- WHAT IS NEEDED
Within the data below, count every line that includes "WordListLocation" and report the total alone.
=== Section Start ===
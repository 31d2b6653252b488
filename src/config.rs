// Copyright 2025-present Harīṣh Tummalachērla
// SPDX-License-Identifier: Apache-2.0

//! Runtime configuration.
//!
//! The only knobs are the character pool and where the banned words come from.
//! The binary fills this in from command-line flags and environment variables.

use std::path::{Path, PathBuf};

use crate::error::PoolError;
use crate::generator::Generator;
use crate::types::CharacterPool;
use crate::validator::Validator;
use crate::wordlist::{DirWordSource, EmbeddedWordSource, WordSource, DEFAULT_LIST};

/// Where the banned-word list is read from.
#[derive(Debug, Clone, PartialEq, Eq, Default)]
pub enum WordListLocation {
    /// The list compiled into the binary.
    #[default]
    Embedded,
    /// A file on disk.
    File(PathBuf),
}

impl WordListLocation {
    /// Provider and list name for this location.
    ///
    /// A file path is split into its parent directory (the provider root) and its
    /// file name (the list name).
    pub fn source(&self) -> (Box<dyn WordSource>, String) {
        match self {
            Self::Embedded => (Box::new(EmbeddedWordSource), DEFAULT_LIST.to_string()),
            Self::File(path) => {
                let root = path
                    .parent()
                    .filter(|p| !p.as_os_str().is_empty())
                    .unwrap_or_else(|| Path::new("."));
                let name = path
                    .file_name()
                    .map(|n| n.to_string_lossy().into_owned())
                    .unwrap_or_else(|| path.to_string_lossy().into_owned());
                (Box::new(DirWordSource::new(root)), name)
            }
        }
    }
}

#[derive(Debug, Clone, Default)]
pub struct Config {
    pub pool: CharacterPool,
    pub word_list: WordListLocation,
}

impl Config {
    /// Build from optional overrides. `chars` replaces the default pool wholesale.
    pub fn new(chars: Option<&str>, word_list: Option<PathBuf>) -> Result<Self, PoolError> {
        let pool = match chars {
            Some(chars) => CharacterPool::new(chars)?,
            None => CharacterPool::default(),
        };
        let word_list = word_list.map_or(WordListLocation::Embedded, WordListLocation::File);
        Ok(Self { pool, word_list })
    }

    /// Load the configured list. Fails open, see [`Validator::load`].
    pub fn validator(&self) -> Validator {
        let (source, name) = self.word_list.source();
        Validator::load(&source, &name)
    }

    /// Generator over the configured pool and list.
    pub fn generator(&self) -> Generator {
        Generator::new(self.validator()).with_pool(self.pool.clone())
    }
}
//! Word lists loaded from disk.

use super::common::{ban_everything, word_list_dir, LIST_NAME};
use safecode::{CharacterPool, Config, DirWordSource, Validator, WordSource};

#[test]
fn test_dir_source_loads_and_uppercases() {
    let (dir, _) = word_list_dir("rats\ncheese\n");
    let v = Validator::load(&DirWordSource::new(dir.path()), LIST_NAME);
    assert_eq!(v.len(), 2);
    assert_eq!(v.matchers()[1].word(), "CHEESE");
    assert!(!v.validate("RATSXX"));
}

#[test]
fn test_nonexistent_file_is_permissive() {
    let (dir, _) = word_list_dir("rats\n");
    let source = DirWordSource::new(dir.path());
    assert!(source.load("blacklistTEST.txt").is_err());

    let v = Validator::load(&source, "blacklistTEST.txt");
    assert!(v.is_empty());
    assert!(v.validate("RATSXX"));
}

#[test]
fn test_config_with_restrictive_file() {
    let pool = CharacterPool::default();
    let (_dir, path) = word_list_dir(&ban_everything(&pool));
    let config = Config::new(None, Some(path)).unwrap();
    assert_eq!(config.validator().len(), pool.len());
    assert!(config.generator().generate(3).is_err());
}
=== Section End ===
=== Section Start ===
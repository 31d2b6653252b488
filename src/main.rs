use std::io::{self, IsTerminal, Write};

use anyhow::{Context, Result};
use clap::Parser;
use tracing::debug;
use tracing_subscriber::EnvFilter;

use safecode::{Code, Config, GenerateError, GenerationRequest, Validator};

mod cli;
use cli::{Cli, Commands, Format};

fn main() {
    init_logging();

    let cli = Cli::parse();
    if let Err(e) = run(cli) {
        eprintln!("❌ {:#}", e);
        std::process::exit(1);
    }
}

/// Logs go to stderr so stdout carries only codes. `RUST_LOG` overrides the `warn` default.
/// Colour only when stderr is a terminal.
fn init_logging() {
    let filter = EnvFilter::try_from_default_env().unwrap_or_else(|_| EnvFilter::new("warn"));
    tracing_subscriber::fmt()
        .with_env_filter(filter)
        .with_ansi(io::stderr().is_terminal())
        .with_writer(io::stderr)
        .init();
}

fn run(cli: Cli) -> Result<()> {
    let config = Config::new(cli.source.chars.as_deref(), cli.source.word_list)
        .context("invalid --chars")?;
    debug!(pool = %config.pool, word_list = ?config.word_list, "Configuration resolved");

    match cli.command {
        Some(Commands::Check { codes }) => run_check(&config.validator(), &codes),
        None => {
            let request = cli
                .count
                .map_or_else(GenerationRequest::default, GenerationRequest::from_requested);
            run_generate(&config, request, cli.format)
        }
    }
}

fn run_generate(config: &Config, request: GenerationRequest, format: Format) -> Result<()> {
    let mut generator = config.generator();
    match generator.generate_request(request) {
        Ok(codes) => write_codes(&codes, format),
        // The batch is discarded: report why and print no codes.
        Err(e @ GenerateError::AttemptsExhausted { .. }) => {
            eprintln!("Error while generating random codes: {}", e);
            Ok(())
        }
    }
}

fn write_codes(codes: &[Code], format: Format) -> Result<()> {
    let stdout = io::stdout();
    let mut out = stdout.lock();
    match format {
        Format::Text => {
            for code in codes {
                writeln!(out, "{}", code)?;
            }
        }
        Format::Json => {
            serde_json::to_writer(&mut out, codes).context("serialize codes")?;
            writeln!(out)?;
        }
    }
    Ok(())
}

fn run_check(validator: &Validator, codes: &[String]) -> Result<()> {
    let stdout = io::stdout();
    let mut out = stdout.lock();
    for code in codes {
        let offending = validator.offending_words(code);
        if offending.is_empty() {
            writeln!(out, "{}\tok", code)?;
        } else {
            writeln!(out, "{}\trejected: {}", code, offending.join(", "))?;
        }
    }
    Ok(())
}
=== Section End ===
=== Section Start ===
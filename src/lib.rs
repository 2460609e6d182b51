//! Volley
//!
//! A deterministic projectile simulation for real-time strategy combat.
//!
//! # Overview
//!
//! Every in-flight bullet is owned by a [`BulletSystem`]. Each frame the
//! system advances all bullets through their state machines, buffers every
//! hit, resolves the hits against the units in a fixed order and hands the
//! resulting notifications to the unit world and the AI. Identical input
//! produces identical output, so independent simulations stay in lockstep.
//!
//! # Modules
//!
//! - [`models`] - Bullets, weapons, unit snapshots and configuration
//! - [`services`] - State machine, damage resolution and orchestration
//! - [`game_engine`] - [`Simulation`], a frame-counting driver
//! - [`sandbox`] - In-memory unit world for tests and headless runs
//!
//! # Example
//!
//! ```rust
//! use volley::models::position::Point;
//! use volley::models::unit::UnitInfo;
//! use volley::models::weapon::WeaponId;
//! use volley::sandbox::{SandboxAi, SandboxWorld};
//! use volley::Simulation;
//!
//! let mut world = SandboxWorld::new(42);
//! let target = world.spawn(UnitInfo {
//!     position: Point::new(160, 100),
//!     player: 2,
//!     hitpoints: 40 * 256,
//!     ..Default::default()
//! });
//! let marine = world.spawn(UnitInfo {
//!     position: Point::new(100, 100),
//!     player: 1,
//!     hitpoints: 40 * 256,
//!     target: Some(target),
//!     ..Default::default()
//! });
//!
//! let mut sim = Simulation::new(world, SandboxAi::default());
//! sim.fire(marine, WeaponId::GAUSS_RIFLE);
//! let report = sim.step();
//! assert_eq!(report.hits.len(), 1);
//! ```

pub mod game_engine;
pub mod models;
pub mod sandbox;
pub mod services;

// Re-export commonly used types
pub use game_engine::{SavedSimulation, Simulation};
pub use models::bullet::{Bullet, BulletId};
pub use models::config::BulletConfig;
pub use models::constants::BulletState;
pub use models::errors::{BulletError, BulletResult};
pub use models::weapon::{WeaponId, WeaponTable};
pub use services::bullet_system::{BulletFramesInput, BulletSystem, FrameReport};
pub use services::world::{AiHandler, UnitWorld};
=== Section End ===
- SOLUTION
4